Focusing is a self-help therapeutic technique pioneered by Eugene Gendlin and coworkers at the University of Chicago in the late 1960s and early 1970s. The core of the technique is described in the text Focusing, and consists of six steps that aim to establish a connection between our rational understanding and the somatically rooted part of our psychological problems. It is especially concerned with blockedness, the sense that we feel unable to face problems for reasons we find hard to articulate.

The therapeutic tool of Focusing is closely related to work carried out by Eugene Gendlin that he terms Thinking at the Edge. This describes his idea that the most creative edge of our psychological skills are where we begin to accommodate the not wholly coherent thoughts that are not yet rational. The technique of focusing is held to useful also for these mental changes.

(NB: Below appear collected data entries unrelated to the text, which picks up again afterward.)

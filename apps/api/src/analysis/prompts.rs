// Prompt for the job-fit analysis call.
// Placeholders: {job_title}, {company_name}, {resume_text}, {job_description}.

/// Analysis prompt template. Replace every placeholder before sending.
pub const FIT_ANALYSIS_PROMPT_TEMPLATE: &str = r#"You are a senior technical recruiter. Your task is to analyze a candidate's fit for a job and write a professional application email.

CRITICAL INSTRUCTIONS:
1. IDENTIFY THE NAME: The candidate's name is usually the VERY FIRST LINE/HEADING of the resume. Use exactly that name.
2. AVOID ADDRESSES: Do NOT use street names or any part of an address as the person's name. A line such as "12 Mohan Das Lane" is an address, not a name.
3. NO HALLUCINATIONS: Do NOT invent names, employers, or skills.
4. BE ACCURATE: Only match skills that are explicitly stated in the resume.

INPUT DATA:
- JOB TITLE: {job_title}
- COMPANY: {company_name}
- RESUME:
{resume_text}
- JOB DESCRIPTION:
{job_description}

OUTPUT REQUIREMENTS:
Return ONLY a valid JSON object. Escape all strings correctly, especially the email.
Structure:
{
  "match_score": 0,
  "fit_summary": "2-3 sentences",
  "strengths": ["matched skills"],
  "missing_skills": ["missing requirements"],
  "recommendations": ["how to improve fit"],
  "application_email": "A professional email body."
}
"match_score" MUST be an integer between 0 and 100.

EMAIL RULES:
- Return ONLY the email body.
- Do NOT include "From:", "To:", "Subject:", or any other header lines.
- Start directly with the salutation (e.g. "Dear Hiring Manager,").
- Separate paragraphs with double newlines (\n\n).
- Tone: professional and confident.
- Signature: MUST use the candidate's name from the top of the resume. NEVER use a name taken from an address line."#;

The self-help nature of Focusing is related to a critique by Gendlin, a practicing psychotherapist, of the failure of most psychotherapy to achieve results: the authoritarian relationship established in the tradiational setting of psychotherapy disables many patients from attaining the felt changes needed to progress with their condition: patients typically understand their problems better through psychotherapy, but do not feel empowered to change. Nonetheless, Gendlin does see a continuing role for psychotherapy in psychiatry, if a much reduced one.

Bibliography

  • John J. Shea. Religious Experiencing: William James And Eugene Gendlin. Rowman and Littlefield, 1987. ISBN 0819161365.
  • E. T. Gendlin. Focusing-Oriented Psychotherapy: A Manual of the Experiential Method. Guilford Publications, 1996. ISBN 0898624797.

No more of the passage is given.